Work request: Find every line in the entries that holds the string "impl" and report it.

Information supplied:

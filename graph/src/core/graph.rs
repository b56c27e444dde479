use std::collections::HashMap;

use thiserror::Error;
use tracing::trace;

use super::arc::{Arc, ArcIdx, Row, START_ARC};
use super::frame::Frame;
use crate::layout::playback::Playback;

/// Rows between forced keyframes during generation and playback.
pub const DEFAULT_KEYFRAME_INTERVAL: Row = 5000;

/// Structural invariant violations. These indicate a defect in graph
/// construction or splicing, not a data condition callers should expect;
/// a graph that produced one should be discarded and rebuilt.
#[derive(Debug, Clone, PartialEq, Eq, Error)]
pub enum GraphError {
    #[error("row {row} is outside the graph (0..{rows})")]
    RowOutOfBounds { row: Row, rows: Row },
    #[error("arc chain is corrupt (cycle or dangling link)")]
    CorruptChain,
    #[error("junctions out of order on arc opened at row {row}")]
    UnsortedJunctions { row: Row },
    #[error("keyframe rows are not strictly ascending")]
    UnsortedKeyframes,
}

/// Owner of the commit graph: the arc arena with its chain sentinel, and
/// a sparse, row-sorted keyframe cache bounding the cost of random row
/// access.
#[derive(Debug, Clone)]
pub struct Graph {
    pub(crate) arcs: Vec<Arc>,
    /// Cleaned snapshots, ascending by row.
    pub(crate) keyframes: Vec<Frame>,
    pub(crate) row_count: Row,
    kf_interval: Row,
}

impl Graph {
    pub fn new() -> Self {
        Self::with_keyframe_interval(DEFAULT_KEYFRAME_INTERVAL)
    }

    pub fn with_keyframe_interval(interval: Row) -> Self {
        Self {
            arcs: vec![Arc::sentinel()],
            keyframes: Vec::new(),
            row_count: 0,
            kf_interval: interval.max(1),
        }
    }

    /// Number of rows currently represented.
    pub fn row_count(&self) -> Row {
        self.row_count
    }

    pub fn keyframe_interval(&self) -> Row {
        self.kf_interval
    }

    /// The whole arc arena. Frames hold indices into this slice.
    pub fn arcs(&self) -> &[Arc] {
        &self.arcs
    }

    pub fn arc(&self, idx: ArcIdx) -> &Arc {
        &self.arcs[idx]
    }

    /// Iterate the arc chain in creation order, skipping the sentinel.
    pub fn chain(&self) -> ChainIter<'_> {
        ChainIter {
            arcs: &self.arcs,
            cur: self.arcs[START_ARC].next,
        }
    }

    /// Index of the rightmost keyframe at or above `row`, if any.
    pub fn best_keyframe_index(&self, row: Row) -> Option<usize> {
        let pos = self.keyframes.partition_point(|kf| kf.row <= row);
        pos.checked_sub(1)
    }

    /// The frame at `row`: a direct clone on a keyframe hit, otherwise
    /// playback from the best keyframe. Mutates the keyframe cache as a
    /// side effect, which is why lookups take `&mut self`.
    pub fn frame(&mut self, row: Row) -> Result<Frame, GraphError> {
        if row < 0 || row >= self.row_count {
            return Err(GraphError::RowOutOfBounds {
                row,
                rows: self.row_count,
            });
        }
        if let Some(i) = self.best_keyframe_index(row) {
            if self.keyframes[i].row == row {
                return Ok(self.keyframes[i].clone());
            }
        }
        let playback = self.start_playback(row)?;
        Ok(playback.frame().clean_copy(&self.arcs))
    }

    /// Playback advanced to `goal_row`, writing keyframes along the way:
    /// one at every forced interval boundary, plus opportunistic ones at
    /// exponentially growing offsets past the start keyframe so repeated
    /// nearby lookups amortize.
    pub(crate) fn start_playback(&mut self, goal_row: Row) -> Result<Playback, GraphError> {
        let mut playback = match self.best_keyframe_index(goal_row) {
            Some(i) => Playback::from_frame(self.keyframes[i].clone()),
            None => Playback::from_start(),
        };
        let start_row = playback.row();
        let mut next_save = 1;
        while playback.row() < goal_row {
            playback.advance_to_next_row(&self.arcs).map_err(|_| {
                debug_assert!(false, "playback exhausted below row_count");
                GraphError::RowOutOfBounds {
                    row: goal_row,
                    rows: self.row_count,
                }
            })?;
            let offset = playback.row() - start_row;
            if offset >= next_save || playback.row() % self.kf_interval == 0 {
                self.save_keyframe(playback.frame().clone());
                if offset >= next_save {
                    next_save *= 2;
                }
            }
        }
        Ok(playback)
    }

    /// Insert a cleaned snapshot of `frame` at its sorted position.
    /// Saving a row that is already keyframed is a no-op (the existing
    /// snapshot must be structurally identical).
    pub(crate) fn save_keyframe(&mut self, frame: Frame) {
        let clean = frame.clean_copy(&self.arcs);
        let pos = self.keyframes.partition_point(|kf| kf.row < clean.row);
        if let Some(existing) = self.keyframes.get(pos) {
            if existing.row == clean.row {
                debug_assert!(
                    existing.same_content(&self.arcs, &clean, &self.arcs),
                    "conflicting keyframe content at row {}",
                    clean.row
                );
                return;
            }
        }
        trace!(row = clean.row, "saving keyframe");
        self.keyframes.insert(pos, clean);
    }

    /// Drop every keyframe invalidated by rewriting history above `row`:
    /// all of them up to the first keyframe at or after `row` that
    /// references only arcs opened at or after it.
    pub(crate) fn delete_keyframes_with_arcs_opened_above(&mut self, row: Row) {
        let keep_from = self
            .keyframes
            .iter()
            .position(|kf| kf.row >= row && kf.is_independent_of_rows_above(row, &self.arcs))
            .unwrap_or(self.keyframes.len());
        self.keyframes.drain(..keep_from);
    }

    /// Re-head the chain at the first arc with `opened_at >= row`. The
    /// abandoned arcs stay in the arena as unreachable garbage.
    pub(crate) fn delete_arcs_opened_above(&mut self, row: Row) {
        let mut cur = self.arcs[START_ARC].next;
        while let Some(i) = cur {
            if self.arcs[i].opened_at >= row {
                break;
            }
            cur = self.arcs[i].next;
        }
        self.arcs[START_ARC].next = cur;
    }

    /// Shift every row number reachable from the chain head, every
    /// retained keyframe, and the row count.
    pub(crate) fn shift_rows(&mut self, offset: Row) {
        if offset == 0 {
            return;
        }
        let mut cur = self.arcs[START_ARC].next;
        while let Some(i) = cur {
            self.arcs[i].shift_rows(offset);
            cur = self.arcs[i].next;
        }
        for kf in &mut self.keyframes {
            kf.row += offset;
        }
        self.row_count += offset;
    }

    /// Splice the prefix of `other`'s chain (arcs opened above
    /// `rows_to_take`) onto the front of this chain, and prepend its
    /// keyframes below that boundary with arc indices remapped into this
    /// arena. Row numbers are taken as-is: the two row spaces must
    /// already be aligned.
    pub(crate) fn insert_front(&mut self, other: &Graph, rows_to_take: Row) {
        let mut remap: HashMap<ArcIdx, ArcIdx> = HashMap::new();
        remap.insert(START_ARC, START_ARC);
        let mut copied = Vec::new();
        let mut cur = other.arcs[START_ARC].next;
        while let Some(i) = cur {
            if other.arcs[i].opened_at >= rows_to_take {
                break;
            }
            let mut arc = other.arcs[i].clone();
            cur = arc.next.take();
            let new_idx = self.arcs.len();
            self.arcs.push(arc);
            remap.insert(i, new_idx);
            copied.push(new_idx);
        }

        let old_head = self.arcs[START_ARC].next;
        let mut prev = START_ARC;
        for &idx in &copied {
            self.arcs[prev].next = Some(idx);
            prev = idx;
        }
        self.arcs[prev].next = old_head;

        let prefix: Vec<Frame> = other
            .keyframes
            .iter()
            .take_while(|kf| kf.row < rows_to_take)
            .map(|kf| kf.remapped(|idx| remap[&idx]))
            .collect();
        self.keyframes.splice(0..0, prefix);
        debug_assert!(
            self.keyframes.windows(2).all(|w| w[0].row < w[1].row),
            "keyframe rows out of order after front splice"
        );
    }

    /// Checked structural invariants: acyclic chain, sorted deduplicated
    /// junctions, strictly ascending keyframe rows.
    pub fn validate(&self) -> Result<(), GraphError> {
        let mut visited = 0usize;
        let mut cur = self.arcs[START_ARC].next;
        while let Some(i) = cur {
            if i == START_ARC || i >= self.arcs.len() {
                return Err(GraphError::CorruptChain);
            }
            let arc = &self.arcs[i];
            if arc.next == Some(i) {
                return Err(GraphError::CorruptChain);
            }
            visited += 1;
            if visited > self.arcs.len() {
                return Err(GraphError::CorruptChain);
            }
            for pair in arc.junctions.windows(2) {
                let ordered = pair[0].joined_at < pair[1].joined_at
                    || (pair[0].joined_at == pair[1].joined_at
                        && pair[0].joined_by != pair[1].joined_by);
                if !ordered {
                    return Err(GraphError::UnsortedJunctions { row: arc.opened_at });
                }
            }
            cur = arc.next;
        }
        if !self.keyframes.windows(2).all(|w| w[0].row < w[1].row) {
            return Err(GraphError::UnsortedKeyframes);
        }
        Ok(())
    }
}

impl Default for Graph {
    fn default() -> Self {
        Self::new()
    }
}

/// Iterator over the arc chain in creation order.
pub struct ChainIter<'a> {
    arcs: &'a [Arc],
    cur: Option<ArcIdx>,
}

impl<'a> Iterator for ChainIter<'a> {
    type Item = &'a Arc;

    fn next(&mut self) -> Option<Self::Item> {
        let idx = self.cur?;
        let arc = &self.arcs[idx];
        self.cur = arc.next;
        Some(arc)
    }
}

#[cfg(test)]
mod tests {
    use super::*;
    use crate::core::oid::CommitId;

    fn push_arc(graph: &mut Graph, arc: Arc) -> ArcIdx {
        let idx = graph.arcs.len();
        let prev = idx - 1;
        graph.arcs.push(arc);
        graph.arcs[prev].next = Some(idx);
        idx
    }

    fn linear_chain(rows: Row) -> Graph {
        let mut graph = Graph::new();
        for row in 0..rows {
            let mut arc = Arc::open(row, 0, CommitId::from(format!("c{row}")), CommitId::from(format!("c{}", row + 1)));
            arc.closed_at = Some(row + 1);
            push_arc(&mut graph, arc);
        }
        graph.row_count = rows;
        graph
    }

    #[test]
    fn test_best_keyframe_index() {
        let mut graph = linear_chain(10);
        for row in [2, 5, 8] {
            let mut frame = Frame::bootstrap();
            frame.row = row;
            frame.commit = CommitId::from(format!("c{row}"));
            frame.last_arc = START_ARC;
            graph.save_keyframe(frame);
        }
        assert_eq!(graph.best_keyframe_index(1), None);
        assert_eq!(graph.best_keyframe_index(2), Some(0));
        assert_eq!(graph.best_keyframe_index(7), Some(1));
        assert_eq!(graph.best_keyframe_index(100), Some(2));
    }

    #[test]
    fn test_save_keyframe_is_sorted_and_idempotent() {
        let mut graph = linear_chain(6);
        for row in [4, 1, 4, 2] {
            let mut frame = Frame::bootstrap();
            frame.row = row;
            frame.commit = CommitId::from(format!("c{row}"));
            graph.save_keyframe(frame);
        }
        let rows: Vec<Row> = graph.keyframes.iter().map(|kf| kf.row).collect();
        assert_eq!(rows, vec![1, 2, 4]);
        assert!(graph.validate().is_ok());
    }

    #[test]
    fn test_delete_arcs_opened_above_reheads_chain() {
        let mut graph = linear_chain(5);
        graph.delete_arcs_opened_above(3);
        let opened: Vec<Row> = graph.chain().map(|arc| arc.opened_at).collect();
        assert_eq!(opened, vec![3, 4]);
    }

    #[test]
    fn test_shift_rows_moves_chain_and_keyframes() {
        let mut graph = linear_chain(3);
        let mut frame = Frame::bootstrap();
        frame.row = 1;
        frame.commit = "c1".into();
        graph.save_keyframe(frame);

        graph.shift_rows(4);
        let opened: Vec<Row> = graph.chain().map(|arc| arc.opened_at).collect();
        assert_eq!(opened, vec![4, 5, 6]);
        assert_eq!(graph.keyframes[0].row, 5);
        assert_eq!(graph.row_count(), 7);
    }

    #[test]
    fn test_validate_catches_cycle() {
        let mut graph = linear_chain(3);
        let last = graph.arcs.len() - 1;
        graph.arcs[last].next = Some(1);
        assert_eq!(graph.validate(), Err(GraphError::CorruptChain));
    }

    #[test]
    fn test_insert_front_splices_chain() {
        let mut back = linear_chain(4);
        back.delete_arcs_opened_above(2);

        let front = linear_chain(4);
        back.insert_front(&front, 2);
        let opened: Vec<Row> = back.chain().map(|arc| arc.opened_at).collect();
        assert_eq!(opened, vec![0, 1, 2, 3]);
        assert!(back.validate().is_ok());
    }
}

Output of the exercise:
impl Graph {
impl Default for Graph {
impl<'a> Iterator for ChainIter<'a> {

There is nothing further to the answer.